Posted by bowtie bob at 15.6.11 1 comment:
Lampo Gets Serious
With only 7 days remaining until the Ride to Conquer Cold Arm, Lampo Bianco has begun his training in earnest. Shown here posing for paparazzi with his initial choice of training bike, Lampo may look buff but claims "My six pack does not represent much base training - something I plan to address this week."Indeed that six pack does not imply buns of steel, something vitally important on the 300 kilometer Ride to Conquer Cold Arm. That is the reason why Lampo has chosen this chopper as his go to machine. Note the sprung saddle, ready to translate bumps into feather softness. The ape hangers allow full ventilation in and out of the pits.
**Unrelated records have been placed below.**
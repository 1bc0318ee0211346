//! Benchmarks for the per-keystroke work: rebuild, reparse, highlight, scope lookup

use criterion::{criterion_group, criterion_main, BenchmarkId, Criterion};
use std::hint::black_box;
use tiny_kilo::{AssistEngine, Buffer, EngineConfig, Theme, Trie};

/// Generate a C file of roughly `lines` rows
fn generate_document(lines: usize) -> String {
    let mut doc = String::from("#include <stdio.h>\n\nint counter_total;\n");
    let mut i = 0;
    while doc.lines().count() < lines {
        doc.push_str(&format!(
            "int function_{i}(int value_{i}, char *name_{i}) {{\n    int local_{i} = value_{i} * {i};\n    // running total\n    counter_total += local_{i};\n    printf(\"%s %d\\n\", name_{i}, local_{i});\n    return local_{i};\n}}\n\n"
        ));
        i += 1;
    }
    doc
}

fn engine() -> AssistEngine {
    AssistEngine::with_parts(
        &EngineConfig::default(),
        Some(Trie::from_words(["continue", "const", "counter", "char", "case"])),
        Some(tree_sitter_c::HIGHLIGHT_QUERY),
        Theme::c(),
    )
}

/// Rebuild the mirror and reparse, as after every edit
fn bench_sync(c: &mut Criterion) {
    let mut group = c.benchmark_group("sync");

    for size in [100, 1000, 10000] {
        let buffer = Buffer::from_str(&generate_document(size));
        let mut engine = engine();

        group.bench_with_input(BenchmarkId::from_parameter(size), &size, |b, _| {
            b.iter(|| {
                engine.sync(black_box(&buffer)).unwrap();
            });
        });
    }
    group.finish();
}

/// Highlight one screen at the middle of the document
fn bench_visible_spans(c: &mut Criterion) {
    let mut group = c.benchmark_group("visible_spans");

    for size in [100, 1000, 10000] {
        let buffer = Buffer::from_str(&generate_document(size));
        let mut engine = engine();
        engine.sync(&buffer).unwrap();
        let first = size / 2;

        group.bench_with_input(BenchmarkId::from_parameter(size), &size, |b, _| {
            b.iter(|| black_box(engine.visible_spans(first, first + 50)));
        });
    }
    group.finish();
}

/// Scope-aware suggestions inside a function body
fn bench_suggestions(c: &mut Criterion) {
    let mut group = c.benchmark_group("suggestions");

    for size in [100, 1000, 10000] {
        let buffer = Buffer::from_str(&generate_document(size));
        let mut engine = engine();
        engine.sync(&buffer).unwrap();

        // "    counter_total += local_0;" on row 6, cursor after "co"
        group.bench_with_input(BenchmarkId::from_parameter(size), &size, |b, _| {
            b.iter(|| {
                engine.update(black_box("co"), 6, 6);
                black_box(engine.current_suggestions().len())
            });
        });
    }
    group.finish();
}

criterion_group!(benches, bench_sync, bench_visible_spans, bench_suggestions);
criterion_main!(benches);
Posted by bowtie bob at 13.6.11 No comments:
Labels: Vitesse will use choppers
New Lampo Bianco APP now available
Happy Lucky 88 Manufactory has developed an application for rotary telephonic devices as well as other communication systems. The app will measure redness, chaffing and pain in Lampo Bianco's tender never nether area. Special sensors are being clinically induced into Lampo's system. Once on his steed for the Ride to Conquer Cold Arm, you can follow the deterioration of Lampo's fundament in real time. Pain and agony are of course measured on a scale for 1 to 10. When keister readings exceed 10, you will know that Lampo has entered the dangerous "flaming red zone" at the same time he does. Join the fun with Johan's pool! Be the one who correctly predicts the kilometer when Lampo hits 11 on the scale of 10 and win your own buttapp!
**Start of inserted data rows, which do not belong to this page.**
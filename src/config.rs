//! Command line and engine configuration

use clap::Parser;
use std::path::PathBuf;

/// Terminal C editor with tree-sitter highlighting and scope-aware completion
#[derive(Debug, Parser)]
#[command(name = "tiny-kilo", version, about)]
pub struct Args {
    /// File to edit; starts on an empty `temp.c` when omitted
    pub file: Option<PathBuf>,

    /// Word list for dictionary completion, one word per line
    #[arg(long, default_value = "assets/ckeys.txt")]
    pub dictionary: PathBuf,

    /// Highlight query to use instead of the bundled C one
    #[arg(long)]
    pub highlights: Option<PathBuf>,

    /// Write logs here (nothing is logged otherwise)
    #[arg(long)]
    pub log_file: Option<PathBuf>,

    /// Log filter, e.g. `debug` or `tiny_kilo::syntax=trace`
    #[arg(long)]
    pub log_level: Option<String>,

    /// Write the initial parse tree as an S-expression and keep going
    #[arg(long)]
    pub dump_tree: Option<PathBuf>,

    /// Most suggestions shown at once
    #[arg(long, default_value_t = 10)]
    pub max_suggestions: usize,
}

/// Knobs for the assistance engine
#[derive(Clone, Debug)]
pub struct EngineConfig {
    pub dictionary: Option<PathBuf>,
    pub highlights: Option<PathBuf>,
    pub max_suggestions: usize,
    pub min_word_len: usize,
    pub max_spans: usize,
    /// Identifiers this long or longer are never suggested
    pub max_word_len: usize,
}

impl Default for EngineConfig {
    fn default() -> Self {
        Self {
            dictionary: None,
            highlights: None,
            max_suggestions: 10,
            min_word_len: 2,
            max_spans: 1024,
            max_word_len: 256,
        }
    }
}

impl From<&Args> for EngineConfig {
    fn from(args: &Args) -> Self {
        Self {
            dictionary: Some(args.dictionary.clone()),
            highlights: args.highlights.clone(),
            max_suggestions: args.max_suggestions,
            ..Self::default()
        }
    }
}

#[cfg(test)]
mod tests {
    use super::*;

    #[test]
    fn test_defaults_from_cli() {
        let args = Args::parse_from(["tiny-kilo"]);
        let config = EngineConfig::from(&args);

        assert!(args.file.is_none());
        assert_eq!(config.dictionary, Some(PathBuf::from("assets/ckeys.txt")));
        assert_eq!(config.max_suggestions, 10);
        assert_eq!(config.max_spans, 1024);
    }

    #[test]
    fn test_overrides() {
        let args = Args::parse_from([
            "tiny-kilo",
            "main.c",
            "--max-suggestions",
            "4",
            "--highlights",
            "q.scm",
        ]);
        let config = EngineConfig::from(&args);

        assert_eq!(args.file, Some(PathBuf::from("main.c")));
        assert_eq!(config.max_suggestions, 4);
        assert_eq!(config.highlights, Some(PathBuf::from("q.scm")));
    }
}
Posted by bowtie bob at 2.6.11 No comments:
Labels: Office pool the butt of joke
Lampo Prepares for Ride of a Lifetime
Lampo Bianco has been hard at WORC (Western Oceanographic Research Cosmodrome) preparing for the "Ride to Conquer Cold Arm". In typical Lampo fashion, the Team Vitesse rider as eschewed all training opportunities. Instead he believes that freshness is his greatest ally in riding the 150 kilometer route along the ocean as part of a 3,000 strong peleton. Recently he mewed about his major concern, "I worry about how my posterior behind area will react to bicycle seat after 8 months off the bike..." Johan was quick to offer a myriad of solutions to this burning issue:
- Smear 1 pound of butter into the cycling chamois.
- Remove the seat completely to negate the potential for contact.
- Use "Within Power" to embrace the chaffing, raw, searing, burning agony.
- Employ Johan's helper monkey to do the ride for you.
- A combination any 3 above.
Whatever Lampo Bianco decides to do, the Ride to Conquer Cold Arm appreciates the effort in alleviating Cold Arm. He understands that Cold Arm is a determined foe.